--- What you need to do ---
With no line omitted, restate the records below exactly as they appear.

(Collected data)

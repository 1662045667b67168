//! FTP Reply handling
//!
//! Defines reply codes, reply classes and the parsed [`Reply`] record.

use std::fmt;

/// Standard FTP reply codes
pub const SERVICE_READY_IN: u16 = 120;
pub const DATA_CONNECTION_OPEN: u16 = 125;
pub const FILE_STATUS_OK: u16 = 150;
pub const OK: u16 = 200;
pub const FILE_STATUS: u16 = 213;
pub const READY: u16 = 220;
pub const CLOSING: u16 = 221;
pub const TRANSFER_COMPLETE: u16 = 226;
pub const PASSIVE_MODE: u16 = 227;
pub const LOGIN_SUCCESS: u16 = 230;
pub const FILE_ACTION_OK: u16 = 250;
pub const PATH_CREATED: u16 = 257;
pub const PASSWORD_REQUIRED: u16 = 331;
pub const ACCOUNT_REQUIRED: u16 = 332;
pub const PENDING_FURTHER_INFO: u16 = 350;
pub const SERVICE_NOT_AVAILABLE: u16 = 421;
pub const FILE_NOT_FOUND: u16 = 550;

/// Classification of a reply by its first digit
#[derive(Debug, Clone, Copy, PartialEq, Eq)]
pub enum ReplyClass {
    /// 1xx, another reply follows
    Preliminary,
    /// 2xx
    Completion,
    /// 3xx, the server waits for more input
    Intermediate,
    /// 4xx
    TransientFailure,
    /// 5xx
    PermanentFailure,
}

impl ReplyClass {
    pub fn from_code(code: u16) -> Option<Self> {
        match code / 100 {
            1 => Some(ReplyClass::Preliminary),
            2 => Some(ReplyClass::Completion),
            3 => Some(ReplyClass::Intermediate),
            4 => Some(ReplyClass::TransientFailure),
            5 => Some(ReplyClass::PermanentFailure),
            _ => None,
        }
    }
}

/// A complete server reply, single or multi-line.
///
/// `lines` holds the message text with the code prefix removed from the
/// first and last line; intermediate lines of a multi-line reply are kept
/// verbatim.
#[derive(Debug, Clone, PartialEq, Eq)]
pub struct Reply {
    code: u16,
    multiline: bool,
    lines: Vec<String>,
}

impl Reply {
    pub fn new(code: u16, multiline: bool, lines: Vec<String>) -> Self {
        Self {
            code,
            multiline,
            lines,
        }
    }

    pub fn single(code: u16, message: impl Into<String>) -> Self {
        Self::new(code, false, vec![message.into()])
    }

    pub fn code(&self) -> u16 {
        self.code
    }

    pub fn class(&self) -> ReplyClass {
        // the parser only builds replies with codes in 100..=599
        ReplyClass::from_code(self.code).unwrap_or(ReplyClass::PermanentFailure)
    }

    pub fn is_multiline(&self) -> bool {
        self.multiline
    }

    pub fn lines(&self) -> &[String] {
        &self.lines
    }

    /// First message line, which carries the payload of single-line replies
    pub fn text(&self) -> &str {
        self.lines.first().map(String::as_str).unwrap_or("")
    }

    /// All message lines joined with `\n`
    pub fn message(&self) -> String {
        self.lines.join("\n")
    }

    pub fn is_preliminary(&self) -> bool {
        self.class() == ReplyClass::Preliminary
    }

    pub fn is_completion(&self) -> bool {
        self.class() == ReplyClass::Completion
    }

    pub fn is_intermediate(&self) -> bool {
        self.class() == ReplyClass::Intermediate
    }
}

impl fmt::Display for Reply {
    fn fmt(&self, f: &mut fmt::Formatter<'_>) -> fmt::Result {
        match self.lines.last() {
            Some(line) => write!(f, "{} {}", self.code, line.trim()),
            None => write!(f, "{}", self.code),
        }
    }
}
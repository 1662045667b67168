//! Remote file management
//!
//! DELE, RNFR/RNTO, SIZE and SITE.

mod operations;

pub use operations::{delete_file, file_size, rename_file, site_command};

--- Expected answer ---
repository 1662045667b67168
//! FTP Reply handling
//!
//! Defines reply codes, reply classes and the parsed [`Reply`] record.

use std::fmt;

/// Standard FTP reply codes
pub const SERVICE_READY_IN: u16 = 120;
pub const DATA_CONNECTION_OPEN: u16 = 125;
pub const FILE_STATUS_OK: u16 = 150;
pub const OK: u16 = 200;
pub const FILE_STATUS: u16 = 213;
pub const READY: u16 = 220;
pub const CLOSING: u16 = 221;
pub const TRANSFER_COMPLETE: u16 = 226;
pub const PASSIVE_MODE: u16 = 227;
pub const LOGIN_SUCCESS: u16 = 230;
pub const FILE_ACTION_OK: u16 = 250;
pub const PATH_CREATED: u16 = 257;
pub const PASSWORD_REQUIRED: u16 = 331;
pub const ACCOUNT_REQUIRED: u16 = 332;
pub const PENDING_FURTHER_INFO: u16 = 350;
pub const SERVICE_NOT_AVAILABLE: u16 = 421;
pub const FILE_NOT_FOUND: u16 = 550;

/// Classification of a reply by its first digit
#[derive(Debug, Clone, Copy, PartialEq, Eq)]
pub enum ReplyClass {
    /// 1xx, another reply follows
    Preliminary,
    /// 2xx
    Completion,
    /// 3xx, the server waits for more input
    Intermediate,
    /// 4xx
    TransientFailure,
    /// 5xx
    PermanentFailure,
}

impl ReplyClass {
    pub fn from_code(code: u16) -> Option<Self> {
        match code / 100 {
            1 => Some(ReplyClass::Preliminary),
            2 => Some(ReplyClass::Completion),
            3 => Some(ReplyClass::Intermediate),
            4 => Some(ReplyClass::TransientFailure),
            5 => Some(ReplyClass::PermanentFailure),
            _ => None,
        }
    }
}

/// A complete server reply, single or multi-line.
///
/// `lines` holds the message text with the code prefix removed from the
/// first and last line; intermediate lines of a multi-line reply are kept
/// verbatim.
#[derive(Debug, Clone, PartialEq, Eq)]
pub struct Reply {
    code: u16,
    multiline: bool,
    lines: Vec<String>,
}

impl Reply {
    pub fn new(code: u16, multiline: bool, lines: Vec<String>) -> Self {
        Self {
            code,
            multiline,
            lines,
        }
    }

    pub fn single(code: u16, message: impl Into<String>) -> Self {
        Self::new(code, false, vec![message.into()])
    }

    pub fn code(&self) -> u16 {
        self.code
    }

    pub fn class(&self) -> ReplyClass {
        // the parser only builds replies with codes in 100..=599
        ReplyClass::from_code(self.code).unwrap_or(ReplyClass::PermanentFailure)
    }

    pub fn is_multiline(&self) -> bool {
        self.multiline
    }

    pub fn lines(&self) -> &[String] {
        &self.lines
    }

    /// First message line, which carries the payload of single-line replies
    pub fn text(&self) -> &str {
        self.lines.first().map(String::as_str).unwrap_or("")
    }

    /// All message lines joined with `\n`
    pub fn message(&self) -> String {
        self.lines.join("\n")
    }

    pub fn is_preliminary(&self) -> bool {
        self.class() == ReplyClass::Preliminary
    }

    pub fn is_completion(&self) -> bool {
        self.class() == ReplyClass::Completion
    }

    pub fn is_intermediate(&self) -> bool {
        self.class() == ReplyClass::Intermediate
    }
}

impl fmt::Display for Reply {
    fn fmt(&self, f: &mut fmt::Formatter<'_>) -> fmt::Result {
        match self.lines.last() {
            Some(line) => write!(f, "{} {}", self.code, line.trim()),
            None => write!(f, "{}", self.code),
        }
    }
}
repository 1662045667b67168
//! Remote file management
//!
//! DELE, RNFR/RNTO, SIZE and SITE.

mod operations;

pub use operations::{delete_file, file_size, rename_file, site_command};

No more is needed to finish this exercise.